In November of 2018, IEN’s Laser Micro Machining Center (LMMC) took delivery of Optec’s WS-FLEX-USP femtosecond, direct-write laser system configured to support the Institute’s diverse research interests as applied to texturing and surface modification of metals, ceramics, composites, polymers and glasses in the fields of biocompatible materials, microfluidics, flexible electronics, MEMS/NEMS microsystems, photovoltaics and energy storage. The Optec system resides in one of the Pettit shared laboratories open to Georgia Tech academic users, small and large companies, and external academic and government research institutions. IEN’s shared laboratories are part of the NSF-funded National Nanotechnology Coordinated Infrastructure (NNCI), a network of 16 academic nanofabrication and -characterization sites and their partners in the U.S., formed to advance research in nanoscale science, engineering and technology.
IEN is the coordinating body for NSF’s National Nanotechnology Coordinated Infrastructure (NNCI), a consortium of 16 sites in 15 states involving 27 universities who’s 5-year mission is to advance research in nanoscale science, engineering and technology. The Optec system will reside in one of the shared laboratories open to Georgia Tech academic users, small and large companies, and external academic and government research institutions.

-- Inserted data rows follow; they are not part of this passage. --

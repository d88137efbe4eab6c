use crate::core::field::FieldKey;
use crate::core::field_registry::FieldRegistry;
use crate::core::section::Section;
use crate::core::value::Value;
use crate::state::record::FormRecord;
use crate::state::validation::{ValidationResult, validate_section};
use std::collections::BTreeSet;
use std::sync::Arc;

#[derive(Debug, Clone, Copy, PartialEq, Eq)]
pub enum SectionStatus {
    Pending,
    Active,
    Done,
}

#[derive(Debug, Clone, Copy, PartialEq, Eq)]
pub enum Navigation {
    Moved { from: Section, to: Section },
    Stayed(Section),
}

impl Navigation {
    pub fn section(self) -> Section {
        match self {
            Self::Moved { to, .. } => to,
            Self::Stayed(section) => section,
        }
    }
}

#[derive(Debug, Clone, PartialEq, Eq, thiserror::Error)]
pub enum WizardError {
    #[error("a wizard needs at least one section")]
    NoSections,
    #[error("section `{0}` appears more than once")]
    DuplicateSection(Section),
}

#[derive(Debug, Clone, Copy, PartialEq, Eq, thiserror::Error)]
pub enum JumpRejected {
    #[error("section `{0}` is not part of this wizard")]
    NotInWizard(Section),
    #[error("cannot jump ahead to `{target}` from `{current}`")]
    OutOfReach { target: Section, current: Section },
}

#[derive(Debug, Clone, Copy, PartialEq, Eq)]
pub struct Progress {
    /// 1-based position of the current section.
    pub position: usize,
    pub total: usize,
}

impl Progress {
    pub fn ratio(&self) -> f64 {
        self.position as f64 / self.total.max(1) as f64
    }

    pub fn percent(&self) -> f64 {
        (self.position * 100) as f64 / self.total.max(1) as f64
    }
}

/// Multi-section registration flow.
///
/// Forward motion is gated on the current section validating; backward motion
/// is free. Jumps may land on any visited section or the one right after the
/// current position.
#[derive(Debug, Clone)]
pub struct Wizard {
    registry: Arc<FieldRegistry>,
    sections: Vec<Section>,
    current: usize,
    completed: BTreeSet<Section>,
    visited: BTreeSet<Section>,
    record: FormRecord,
    surfaced: Option<ValidationResult>,
}

impl Wizard {
    pub fn new(registry: Arc<FieldRegistry>) -> Result<Self, WizardError> {
        let sections = registry.sections();
        Self::with_sections(registry, sections)
    }

    pub fn with_sections(
        registry: Arc<FieldRegistry>,
        sections: Vec<Section>,
    ) -> Result<Self, WizardError> {
        check_sections(&sections)?;
        let visited = BTreeSet::from([sections[0]]);
        Ok(Self {
            registry,
            sections,
            current: 0,
            completed: BTreeSet::new(),
            visited,
            record: FormRecord::new(),
            surfaced: None,
        })
    }

    pub(crate) fn restore(
        registry: Arc<FieldRegistry>,
        sections: Vec<Section>,
        current: usize,
        completed: BTreeSet<Section>,
        visited: BTreeSet<Section>,
        record: FormRecord,
    ) -> Result<Self, WizardError> {
        let mut wizard = Self::with_sections(registry, sections)?;
        wizard.current = current.min(wizard.sections.len() - 1);
        wizard.completed = completed
            .into_iter()
            .filter(|section| wizard.sections.contains(section))
            .collect();
        wizard.visited.extend(
            visited
                .into_iter()
                .filter(|section| wizard.sections.contains(section)),
        );
        wizard.visited.insert(wizard.sections[wizard.current]);
        wizard.record = record;
        Ok(wizard)
    }

    pub fn registry(&self) -> &FieldRegistry {
        &self.registry
    }

    pub fn sections(&self) -> &[Section] {
        &self.sections
    }

    pub fn len(&self) -> usize {
        self.sections.len()
    }

    pub fn is_empty(&self) -> bool {
        self.sections.is_empty()
    }

    pub fn current_index(&self) -> usize {
        self.current
    }

    pub fn current_section(&self) -> Section {
        self.sections[self.current]
    }

    pub fn has_next(&self) -> bool {
        self.current + 1 < self.sections.len()
    }

    pub fn is_last(&self) -> bool {
        !self.has_next()
    }

    pub fn completed(&self) -> &BTreeSet<Section> {
        &self.completed
    }

    pub fn visited(&self) -> &BTreeSet<Section> {
        &self.visited
    }

    pub fn status_at(&self, index: usize) -> SectionStatus {
        match self.sections.get(index) {
            Some(_) if index == self.current => SectionStatus::Active,
            Some(section) if self.completed.contains(section) => SectionStatus::Done,
            _ => SectionStatus::Pending,
        }
    }

    pub fn progress(&self) -> Progress {
        Progress {
            position: self.current + 1,
            total: self.sections.len(),
        }
    }

    pub fn record(&self) -> &FormRecord {
        &self.record
    }

    /// Errors from the last refused `request_next`, minus fields edited since.
    pub fn errors(&self) -> Option<&ValidationResult> {
        self.surfaced.as_ref()
    }

    pub fn set_value(&mut self, key: FieldKey, value: impl Into<Value>) {
        if !self.registry.contains(key) {
            tracing::debug!(field = %key, "value set for a field outside the registry");
        }
        self.record.set(key, value);
        if let Some(result) = self.surfaced.as_mut() {
            result.clear_error(key);
        }
    }

    pub fn validate_current(&self) -> ValidationResult {
        validate_section(&self.registry, self.current_section(), &self.record)
    }

    pub fn request_next(&mut self) -> Result<Navigation, ValidationResult> {
        let from = self.current_section();
        let result = self.validate_current();
        if !result.is_valid() {
            tracing::debug!(section = %from, errors = result.errors.len(), "next refused");
            self.surfaced = Some(result.clone());
            return Err(result);
        }

        self.surfaced = None;
        self.completed.insert(from);
        if !self.has_next() {
            return Ok(Navigation::Stayed(from));
        }
        self.current += 1;
        let to = self.current_section();
        self.visited.insert(to);
        tracing::debug!(%from, %to, "advanced");
        Ok(Navigation::Moved { from, to })
    }

    pub fn request_previous(&mut self) -> Navigation {
        let from = self.current_section();
        if self.current == 0 {
            return Navigation::Stayed(from);
        }
        self.current -= 1;
        let to = self.current_section();
        tracing::debug!(%from, %to, "went back");
        Navigation::Moved { from, to }
    }

    pub fn is_reachable(&self, section: Section) -> bool {
        self.index_of(section)
            .is_some_and(|index| index <= self.current + 1 || self.visited.contains(&section))
    }

    pub fn jump_to(&mut self, section: Section) -> Result<Navigation, JumpRejected> {
        let from = self.current_section();
        let Some(index) = self.index_of(section) else {
            tracing::warn!(target_section = %section, "jump to a section outside the wizard");
            return Err(JumpRejected::NotInWizard(section));
        };
        if !self.is_reachable(section) {
            tracing::warn!(%from, target_section = %section, "jump rejected");
            return Err(JumpRejected::OutOfReach {
                target: section,
                current: from,
            });
        }
        if index == self.current {
            return Ok(Navigation::Stayed(from));
        }
        self.current = index;
        self.visited.insert(section);
        tracing::debug!(%from, to = %section, "jumped");
        Ok(Navigation::Moved { from, to: section })
    }

    /// Drops every value and returns to the first section.
    pub fn reset(&mut self) {
        self.current = 0;
        self.completed.clear();
        self.visited = BTreeSet::from([self.sections[0]]);
        self.record.clear();
        self.surfaced = None;
    }

    pub(crate) fn surface(&mut self, result: ValidationResult) {
        self.surfaced = Some(result);
    }

    fn index_of(&self, section: Section) -> Option<usize> {
        self.sections.iter().position(|s| *s == section)
    }
}

fn check_sections(sections: &[Section]) -> Result<(), WizardError> {
    if sections.is_empty() {
        return Err(WizardError::NoSections);
    }
    let mut seen = BTreeSet::new();
    for section in sections {
        if !seen.insert(*section) {
            return Err(WizardError::DuplicateSection(*section));
        }
    }
    Ok(())
}

#[cfg(test)]
mod tests {
    use super::*;
    use crate::test_support::{complete_record, fill_section};

    fn wizard() -> Wizard {
        Wizard::new(Arc::new(FieldRegistry::employee())).expect("wizard")
    }

    #[test]
    fn starts_on_first_section_with_nothing_completed() {
        let w = wizard();
        assert_eq!(w.current_section(), Section::Basic);
        assert!(w.completed().is_empty());
        assert_eq!(w.progress().position, 1);
        assert_eq!(w.progress().percent(), 20.0);
        assert_eq!(w.status_at(0), SectionStatus::Active);
        assert_eq!(w.status_at(1), SectionStatus::Pending);
    }

    #[test]
    fn rejects_empty_and_duplicate_sections() {
        let registry = Arc::new(FieldRegistry::employee());
        assert_eq!(
            Wizard::with_sections(registry.clone(), vec![]).err(),
            Some(WizardError::NoSections)
        );
        assert_eq!(
            Wizard::with_sections(registry, vec![Section::Basic, Section::Basic]).err(),
            Some(WizardError::DuplicateSection(Section::Basic))
        );
    }

    #[test]
    fn refused_next_is_stable() {
        let mut w = wizard();
        let first = w.request_next().expect_err("basic is empty");
        let second = w.request_next().expect_err("still empty");
        assert_eq!(first, second);
        assert_eq!(w.current_index(), 0);
        assert!(w.completed().is_empty());
        assert_eq!(w.errors(), Some(&first));
    }

    #[test]
    fn previous_from_start_is_noop() {
        let mut w = wizard();
        assert_eq!(w.request_previous(), Navigation::Stayed(Section::Basic));
        assert_eq!(w.current_index(), 0);
    }

    #[test]
    fn walking_every_section_completes_all() {
        let mut w = wizard();
        let record = complete_record();
        for _ in 0..w.len() {
            fill_section(&mut w, &record);
            w.request_next().expect("section valid");
        }
        assert_eq!(w.current_index(), w.len() - 1);
        assert_eq!(w.completed().len(), w.len());
        assert_eq!(w.progress().percent(), 100.0);
        assert_eq!(w.request_next(), Ok(Navigation::Stayed(Section::Training)));
    }

    #[test]
    fn editing_a_field_clears_its_surfaced_error() {
        let mut w = wizard();
        let _ = w.request_next();
        assert!(w.errors().and_then(|e| e.error(FieldKey::FullName)).is_some());

        w.set_value(FieldKey::FullName, "A");
        let errors = w.errors().expect("still surfaced");
        assert!(errors.error(FieldKey::FullName).is_none());
        assert!(errors.error(FieldKey::EmployeeId).is_some());
    }

    #[test]
    fn going_back_keeps_surfaced_errors_and_does_not_validate() {
        let mut w = wizard();
        fill_section(&mut w, &complete_record());
        w.request_next().expect("basic valid");
        let refused = w.request_next().expect_err("address empty");

        assert_eq!(
            w.request_previous(),
            Navigation::Moved {
                from: Section::Address,
                to: Section::Basic
            }
        );
        assert_eq!(w.errors(), Some(&refused));
    }

    #[test]
    fn jump_reaches_visited_and_adjacent_only() {
        let mut w = wizard();
        assert_eq!(
            w.jump_to(Section::Professional),
            Err(JumpRejected::OutOfReach {
                target: Section::Professional,
                current: Section::Basic
            })
        );
        assert_eq!(w.current_index(), 0);

        assert!(w.jump_to(Section::Address).is_ok());
        assert_eq!(w.current_section(), Section::Address);
        assert!(w.completed().is_empty());

        assert!(w.jump_to(Section::Professional).is_ok());
        assert!(w.jump_to(Section::Basic).is_ok());
        assert!(w.jump_to(Section::Professional).is_ok(), "visited before");
        assert!(w.jump_to(Section::Training).is_err());
    }

    #[test]
    fn jump_outside_wizard_is_rejected() {
        let registry = Arc::new(FieldRegistry::employee());
        let mut w =
            Wizard::with_sections(registry, vec![Section::Basic, Section::Address]).expect("wizard");
        assert_eq!(
            w.jump_to(Section::Training),
            Err(JumpRejected::NotInWizard(Section::Training))
        );
    }

    #[test]
    fn reset_clears_everything() {
        let mut w = wizard();
        fill_section(&mut w, &complete_record());
        w.request_next().expect("valid");
        w.reset();
        assert_eq!(w.current_index(), 0);
        assert!(w.record().is_empty());
        assert!(w.completed().is_empty());
        assert!(w.errors().is_none());
    }
}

The WS-FLEX IR femtosecond laser with sub-500 fs pulse length IR femtosecond laser will be equipped with 300 x 300 mm XY stages, a 2-D scan head, including synchronized infinite-field-of-view motion control, plus a fixed-beam cutting head with coaxial gas shielding for maximum versatility and a high definition, zoom inspection microscope under the control of the onboard ProcessPower and OptecCAD laser micro-machining software.
The addition of femtosecond capability compliments IEN’s selection of laser processing equipment , covering deep UV through far IR wavelengths, including an Optec excimer-based MicroMaster mask-projection system, and now ultrashort pulse output through continuous wave (CW) output.